Are you learning from your losses?
Strategic leaders pause and reflect before pushing ahead to the next thing.
→ This is the fourth in a 5-part series on building learning organizations. Read Part 1 here. Read Part 3 here.←
THINK ON IT: Are you learning from your losses?
Last week, I wrote about mining your wins in order to build a truly distinctive business. The same is true for learning from your losses: if you routinely skip past the postmortem to focus on what’s next, you’re missing out on valuable information.
And I’m not just talking about losses in sales, although those might be the first that come to mind. Any time reality doesn’t match your expectations is a good time to pause and inquire before pushing ahead.
Leaders are often tempted to take one of two paths following a loss:
They move past the loss as quickly as possible so as not to dwell on it, losing out on the chance to learn from it.

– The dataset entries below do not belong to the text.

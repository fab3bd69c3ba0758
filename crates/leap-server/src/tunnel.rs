use std::sync::atomic::{AtomicBool, Ordering};
use std::time::Duration;

use parking_lot::Mutex;
use rand::distr::Alphanumeric;
use rand::Rng;
use tokio::sync::{mpsc, oneshot};

use leap_protocol::{ErrorCode, Message, ProtocolError};

/// Length of the one-time connect token
pub const TOKEN_LENGTH: usize = 64;

/// Deadline for queueing a close frame on one tunnel
const CLOSE_SEND_TIMEOUT: Duration = Duration::from_millis(500);

/// Frames queued for a tunnel's channel writer
#[derive(Debug, Clone, PartialEq, Eq)]
pub enum Outbound {
    /// An encoded protocol message
    Message(String),
    /// Close the channel; `going_away` selects the close code
    Close { going_away: bool },
}

/// What the relay client answered for one dispatched request
#[derive(Debug, Clone, PartialEq, Eq)]
pub enum Reply {
    /// Raw response bytes, to be written back verbatim
    Data(Vec<u8>),
    /// The client could not forward the request
    Error(ErrorCode),
}

/// Result of handing a reply from the channel to the tunnel
#[derive(Debug, Clone, Copy, PartialEq, Eq)]
pub enum Delivery {
    /// A waiting dispatch received it
    Delivered,
    /// It answered a request whose caller already gave up
    Discarded,
    /// Nobody asked for it
    Unsolicited,
}

#[derive(Debug, thiserror::Error)]
pub enum DispatchError {
    #[error("Tunnel {0} has no connected client")]
    NotConnected(String),

    #[error("Tunnel channel closed")]
    ChannelClosed,

    #[error("Timed out waiting for the tunnel client")]
    TimedOut,

    #[error("Failed to encode request: {0}")]
    Encode(#[from] ProtocolError),
}

/// Single-item handoff between the channel reader and the in-flight dispatch
#[derive(Default)]
struct ReplySlot {
    waiter: Option<oneshot::Sender<Reply>>,
    /// Replies still owed to dispatches that were abandoned after sending
    orphaned: usize,
}

/// Server-side relay endpoint for one client
///
/// The channel carries no request identifier, so a reply is matched to a
/// request purely by order. `dispatch_lock` keeps at most one request in
/// flight; every other caller queues on it in arrival order.
pub struct Tunnel {
    subdomain: String,
    token: String,
    claimed: AtomicBool,
    channel: Mutex<Option<mpsc::Sender<Outbound>>>,
    dispatch_lock: tokio::sync::Mutex<()>,
    slot: Mutex<ReplySlot>,
}

impl Tunnel {
    /// Create a pending tunnel with a fresh token
    pub fn new(subdomain: impl Into<String>) -> Self {
        Self {
            subdomain: subdomain.into(),
            token: generate_token(),
            claimed: AtomicBool::new(false),
            channel: Mutex::new(None),
            dispatch_lock: tokio::sync::Mutex::new(()),
            slot: Mutex::new(ReplySlot::default()),
        }
    }

    pub fn subdomain(&self) -> &str {
        &self.subdomain
    }

    pub fn token(&self) -> &str {
        &self.token
    }

    /// Whether a connect handshake has already used the token
    pub fn is_claimed(&self) -> bool {
        self.claimed.load(Ordering::Acquire)
    }

    /// Mark the token as used; false if it already was
    pub(crate) fn try_claim(&self) -> bool {
        self.claimed
            .compare_exchange(false, true, Ordering::AcqRel, Ordering::Acquire)
            .is_ok()
    }

    pub fn is_connected(&self) -> bool {
        self.channel.lock().is_some()
    }

    /// Bind the live channel's outbound queue
    pub fn attach(&self, sender: mpsc::Sender<Outbound>) {
        *self.slot.lock() = ReplySlot::default();
        *self.channel.lock() = Some(sender);
    }

    /// Drop the channel; a dispatch waiting for a reply fails with `ChannelClosed`
    pub fn detach(&self) {
        self.channel.lock().take();
        *self.slot.lock() = ReplySlot::default();
    }

    /// Send a raw request over the channel and wait for the correlated reply
    ///
    /// Waits forever for the reply when `timeout` is `None`.
    pub async fn dispatch(
        &self,
        raw_request: Vec<u8>,
        timeout: Option<Duration>,
    ) -> Result<Reply, DispatchError> {
        // Declared first so it is released last, after `pending` settles the slot
        let _in_flight = self.dispatch_lock.lock().await;

        let frame = Message::Request(raw_request).encode()?;

        let (reply_tx, reply_rx) = oneshot::channel();
        // The waiter goes in under the channel lock, so a concurrent `detach`
        // either comes first (not connected) or drops the waiter (channel closed)
        let (sender, mut pending) = {
            let channel = self.channel.lock();
            let sender = channel
                .clone()
                .ok_or_else(|| DispatchError::NotConnected(self.subdomain.clone()))?;
            (sender, PendingReply::install(self, reply_tx))
        };

        if sender.send(Outbound::Message(frame)).await.is_err() {
            return Err(DispatchError::ChannelClosed);
        }
        pending.sent = true;

        let received = match timeout {
            Some(limit) => tokio::time::timeout(limit, reply_rx)
                .await
                .map_err(|_| DispatchError::TimedOut)?,
            None => reply_rx.await,
        };

        pending.settled = true;
        received.map_err(|_| DispatchError::ChannelClosed)
    }

    /// Hand a reply read from the channel to whoever is waiting for it
    pub fn deliver(&self, reply: Reply) -> Delivery {
        let mut slot = self.slot.lock();
        if slot.orphaned > 0 {
            slot.orphaned -= 1;
            return Delivery::Discarded;
        }
        match slot.waiter.take() {
            Some(waiter) => {
                // The receiver may have been dropped an instant ago; nothing to do then
                let _ = waiter.send(reply);
                Delivery::Delivered
            }
            None => Delivery::Unsolicited,
        }
    }

    /// Ask the client to close the channel
    pub async fn close(&self, going_away: bool) -> bool {
        let Some(sender) = self.channel.lock().clone() else {
            return false;
        };
        matches!(
            tokio::time::timeout(CLOSE_SEND_TIMEOUT, sender.send(Outbound::Close { going_away })).await,
            Ok(Ok(()))
        )
    }
}

/// Settles the reply slot however the dispatch future ends
struct PendingReply<'a> {
    tunnel: &'a Tunnel,
    sent: bool,
    settled: bool,
}

impl<'a> PendingReply<'a> {
    fn install(tunnel: &'a Tunnel, waiter: oneshot::Sender<Reply>) -> Self {
        tunnel.slot.lock().waiter = Some(waiter);
        Self {
            tunnel,
            sent: false,
            settled: false,
        }
    }
}

impl Drop for PendingReply<'_> {
    fn drop(&mut self) {
        if self.settled {
            return;
        }
        let mut slot = self.tunnel.slot.lock();
        // Only one dispatch runs at a time, so a waiter still in the slot is ours
        if slot.waiter.take().is_some() && self.sent {
            slot.orphaned += 1;
            tracing::debug!(
                "Request on {} abandoned before its reply; next reply will be discarded",
                self.tunnel.subdomain
            );
        }
    }
}

/// Generate a connect token from the alphanumeric alphabet
pub fn generate_token() -> String {
    rand::rng()
        .sample_iter(&Alphanumeric)
        .take(TOKEN_LENGTH)
        .map(char::from)
        .collect()
}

They dwell on the loss to the point where they create even more loss, choosing to assign blame for any conceivable problems rather than learn from what happened to inform their future.

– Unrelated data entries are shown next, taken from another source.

//! Local services for E2E tests
//!
//! These play the part of the service a tunnel client exposes. The client
//! opens one connection per relayed request and reads until the service
//! closes it.

use std::convert::Infallible;
use std::net::SocketAddr;
use std::sync::atomic::{AtomicUsize, Ordering};
use std::sync::Arc;
use std::time::Duration;

use bytes::Bytes;
use http_body_util::{BodyExt, Full};
use hyper::body::Incoming;
use hyper::server::conn::http1;
use hyper::service::service_fn;
use hyper::{Request, Response, StatusCode};
use hyper_util::rt::TokioIo;
use parking_lot::RwLock;
use tokio::io::{AsyncReadExt, AsyncWriteExt};
use tokio::net::TcpListener;

/// A recorded HTTP request for test assertions
#[derive(Clone, Debug)]
pub struct RecordedRequest {
    /// HTTP method (GET, POST, etc.)
    pub method: String,
    /// Request URI path
    pub uri: String,
    /// Request headers, names lowercased
    pub headers: Vec<(String, String)>,
    /// Request body
    pub body: Vec<u8>,
}

impl RecordedRequest {
    /// First value of header `name`
    pub fn header(&self, name: &str) -> Option<&str> {
        let name = name.to_ascii_lowercase();
        self.headers
            .iter()
            .find(|(k, _)| *k == name)
            .map(|(_, v)| v.as_str())
    }
}

#[derive(Default)]
struct InFlight {
    current: AtomicUsize,
    max: AtomicUsize,
}

impl InFlight {
    fn enter(&self) {
        let now = self.current.fetch_add(1, Ordering::SeqCst) + 1;
        self.max.fetch_max(now, Ordering::SeqCst);
    }

    fn leave(&self) {
        self.current.fetch_sub(1, Ordering::SeqCst);
    }
}

/// A mock HTTP service for testing
///
/// Records every request it serves. Responses can be configured via the
/// `set_response_*` methods.
pub struct MockHttpService {
    addr: SocketAddr,
    requests: Arc<RwLock<Vec<RecordedRequest>>>,
    response_status: Arc<RwLock<StatusCode>>,
    response_body: Arc<RwLock<Vec<u8>>>,
    response_headers: Arc<RwLock<Vec<(String, String)>>>,
    /// Time spent before answering each request
    delay: Arc<RwLock<Duration>>,
    in_flight: Arc<InFlight>,
}

impl MockHttpService {
    /// Start a mock HTTP service on an ephemeral port
    pub async fn start() -> Self {
        let listener = TcpListener::bind("127.0.0.1:0")
            .await
            .expect("Failed to bind mock service");
        let addr = listener.local_addr().unwrap();

        let service = Self {
            addr,
            requests: Arc::new(RwLock::new(Vec::new())),
            response_status: Arc::new(RwLock::new(StatusCode::OK)),
            response_body: Arc::new(RwLock::new(b"OK".to_vec())),
            response_headers: Arc::new(RwLock::new(vec![])),
            delay: Arc::new(RwLock::new(Duration::ZERO)),
            in_flight: Arc::new(InFlight::default()),
        };

        let requests = service.requests.clone();
        let status = service.response_status.clone();
        let body = service.response_body.clone();
        let headers = service.response_headers.clone();
        let delay = service.delay.clone();
        let in_flight = service.in_flight.clone();

        tokio::spawn(async move {
            loop {
                let (stream, _) = match listener.accept().await {
                    Ok(conn) => conn,
                    Err(_) => break,
                };

                let requests = requests.clone();
                let status = status.clone();
                let body = body.clone();
                let headers = headers.clone();
                let delay = delay.clone();
                let in_flight = in_flight.clone();

                tokio::spawn(async move {
                    let service = service_fn(move |req: Request<Incoming>| {
                        let requests = requests.clone();
                        let status = status.clone();
                        let body = body.clone();
                        let headers = headers.clone();
                        let delay = delay.clone();
                        let in_flight = in_flight.clone();
                        async move {
                            in_flight.enter();

                            let method = req.method().to_string();
                            let uri = req.uri().to_string();
                            let req_headers: Vec<(String, String)> = req
                                .headers()
                                .iter()
                                .map(|(k, v)| (k.to_string(), v.to_str().unwrap_or("").to_string()))
                                .collect();

                            let req_body = req
                                .into_body()
                                .collect()
                                .await
                                .map(|b| b.to_bytes().to_vec())
                                .unwrap_or_default();

                            requests.write().push(RecordedRequest {
                                method,
                                uri,
                                headers: req_headers,
                                body: req_body,
                            });

                            let pause = *delay.read();
                            if !pause.is_zero() {
                                tokio::time::sleep(pause).await;
                            }

                            let mut builder = Response::builder().status(*status.read());
                            for (name, value) in headers.read().iter() {
                                builder = builder.header(name, value);
                            }
                            let response = builder
                                .body(Full::new(Bytes::from(body.read().clone())))
                                .unwrap();

                            in_flight.leave();
                            Ok::<_, Infallible>(response)
                        }
                    });

                    let _ = http1::Builder::new()
                        .serve_connection(TokioIo::new(stream), service)
                        .await;
                });
            }
        });

        service
    }

    /// Get the address this service is listening on
    pub fn addr(&self) -> SocketAddr {
        self.addr
    }

    /// Get the port this service is listening on
    pub fn port(&self) -> u16 {
        self.addr.port()
    }

    /// Get all recorded requests
    pub fn get_requests(&self) -> Vec<RecordedRequest> {
        self.requests.read().clone()
    }

    /// Get the last recorded request (if any)
    pub fn last_request(&self) -> Option<RecordedRequest> {
        self.requests.read().last().cloned()
    }

    /// Highest number of requests that were being served at once
    pub fn max_in_flight(&self) -> usize {
        self.in_flight.max.load(Ordering::SeqCst)
    }

    /// Set the response status code
    pub fn set_response_status(&self, status: StatusCode) {
        *self.response_status.write() = status;
    }

    /// Set the response body
    pub fn set_response_body(&self, body: impl Into<Vec<u8>>) {
        *self.response_body.write() = body.into();
    }

    /// Add a single response header
    pub fn add_response_header(&self, name: impl Into<String>, value: impl Into<String>) {
        self.response_headers
            .write()
            .push((name.into(), value.into()));
    }

    /// Wait this long before answering each request
    pub fn set_delay(&self, delay: Duration) {
        *self.delay.write() = delay;
    }
}

/// A service that answers every connection with fixed bytes and closes
///
/// Lets tests check that responses are relayed byte for byte, including
/// responses no HTTP library would produce.
pub struct RawService {
    addr: SocketAddr,
}

impl RawService {
    pub async fn start(response: impl Into<Vec<u8>>) -> Self {
        let listener = TcpListener::bind("127.0.0.1:0")
            .await
            .expect("Failed to bind raw service");
        let addr = listener.local_addr().unwrap();
        let response = Arc::new(response.into());

        tokio::spawn(async move {
            while let Ok((mut stream, _)) = listener.accept().await {
                let response = response.clone();
                tokio::spawn(async move {
                    // Consume the request head first
                    let mut head = Vec::new();
                    let mut buf = [0u8; 1024];
                    while !head.windows(4).any(|w| w == b"\r\n\r\n") {
                        match stream.read(&mut buf).await {
                            Ok(0) | Err(_) => break,
                            Ok(n) => head.extend_from_slice(&buf[..n]),
                        }
                    }
                    let _ = stream.write_all(&response).await;
                    let _ = stream.shutdown().await;
                });
            }
        });

        Self { addr }
    }

    pub fn port(&self) -> u16 {
        self.addr.port()
    }
}

/// A service that accepts connections and never answers
pub struct SilentService {
    addr: SocketAddr,
}

impl SilentService {
    pub async fn start() -> Self {
        let listener = TcpListener::bind("127.0.0.1:0")
            .await
            .expect("Failed to bind silent service");
        let addr = listener.local_addr().unwrap();

        tokio::spawn(async move {
            let mut held = Vec::new();
            while let Ok((stream, _)) = listener.accept().await {
                held.push(stream);
            }
        });

        Self { addr }
    }

    pub fn port(&self) -> u16 {
        self.addr.port()
    }
}

#[cfg(test)]
mod tests {
    use super::*;

    #[tokio::test]
    async fn test_mock_service_basic() {
        let service = MockHttpService::start().await;
        service.set_response_body(b"Hello, World!".to_vec());

        let client = reqwest::Client::new();
        let resp = client
            .get(format!("http://{}/test", service.addr()))
            .send()
            .await
            .unwrap();

        assert_eq!(resp.status(), 200);
        assert_eq!(resp.text().await.unwrap(), "Hello, World!");

        let requests = service.get_requests();
        assert_eq!(requests.len(), 1);
        assert_eq!(requests[0].method, "GET");
        assert_eq!(requests[0].uri, "/test");
        assert_eq!(service.max_in_flight(), 1);
    }

    #[tokio::test]
    async fn test_raw_service_writes_fixed_bytes() {
        let service = RawService::start(b"not http at all".to_vec()).await;

        let mut stream = tokio::net::TcpStream::connect(("127.0.0.1", service.port()))
            .await
            .unwrap();
        stream
            .write_all(b"GET / HTTP/1.1\r\nHost: x\r\n\r\n")
            .await
            .unwrap();

        let mut received = Vec::new();
        stream.read_to_end(&mut received).await.unwrap();
        assert_eq!(received, b"not http at all");
    }
}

Strategic leaders take neither path; instead they recognize what really happened – the reality of the situation – and then use what they observe to create a learning-centric postmortem process.
You have losses in your business. Are you pausing long enough to let them teach you?
Premium Members, read on for ways to instill learning from losses in your organization. (Become a Premium Member. Paid subscribers get access to nearly 100 tools and how-tos on implementing strategic topics, including a 7-part series to help leaders build their own strategic capacity.)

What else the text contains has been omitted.